El PSOE ganó las generales y ahora gana las europeas, las municipales y se consolida y refuerza como partido nacional-hegemónico en la mayoría de las comunidades. Los nacionalistas arrollan en sus geografías tribales. Europa sufre el zarpazo de la extrema derecha con la victoria de Marine Le Pen sobre Macrón, y el tropezón del SPD, aunque los partidos nacionalpopulistas y neofascistas no logran una mayoría de bloqueo.

Unidas Podemos se ha inmolado por el PSOE, se hunde en Madrid, Galicia y Aragón y pierde las grandes ciudades. Sobreviven los cinco partidos de la segunda Transición. En vez de «dos manadas que no aspiraban más que a pastar en el Presupuesto» (Galdós), ahora serán cinco.

Había mucha prudencia en Ferraz y preocupación por cómo va a influir el resultado en la composición del futuro Gobierno. Dicen desde Moncloa: «La clave de la legislatura que empieza comienza cuando se cierren los colegios electorales. A partir de estos resultados entenderemos el Congreso más como una partida de ajedrez que como un ring de boxeo. Sabremos interpretar con sensibilidad la musicalidad del momento». Mozart decía que «lo más necesario, difícil y principal en la música, es el tiempo y el silencio entre sus notas».

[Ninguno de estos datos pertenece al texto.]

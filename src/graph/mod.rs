//! Property graph built from the source API.
//!
//! `schema` describes the entity kinds and their fields, `store` holds the
//! SQLite primitives (entities double as the crawl work queue), and `upsert`
//! merges fetched documents into the store.

pub mod schema;
pub mod store;
pub mod upsert;

pub use schema::{fields_of, Cardinality, Direction, EntityKind, FieldSpec, RefSpec, ScalarType};
pub use store::{
    Attributes, Edge, EntityRef, EntityStatus, FailedEntity, GraphStats, PendingEntity, StoredEntity,
};
pub use upsert::{
    as_document, plan_upsert, upsert_document, upsert_document_named, Document, UpsertOutcome,
    UpsertPlan,
};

Junqueras y Puigdemont -que le ha quitado la merienda- estarán en el Europarlamento y montarán el pollo. El prófugo de Flandes tendrá que venir a Madrid a jurar al Constitución y recoger el acta en la Sala Constitucional, y entonces les pondrían las pulseras.

En Estrasburgo ni le darán carpeta, ni acreditación. Están ideando presentarlo como asesor para que pueda circular por el Parlamento. Seguirán desafiando al Estado y contribuyendo a la crisis de Europa, el único proyecto internacionalista y democrático que siempre ha creído que perecerá por sus odios étnicos y el chovinismo nacionalista.

La victoria de Marine Le Pen acelerará el pesimismo sobre el futuro de la UE. Dijo Mario Vargas Llosa:»Mucho antes de que Valéry hablara de la mortalidad de las civilizaciones y Spengler profetizara la decadencia de Occidente, esta convicción escatológica impregnada de fatal desenlace se insinuaba en las filosofías y religiones sobre Europa: alcanzará el tope y luego, no habrá nada».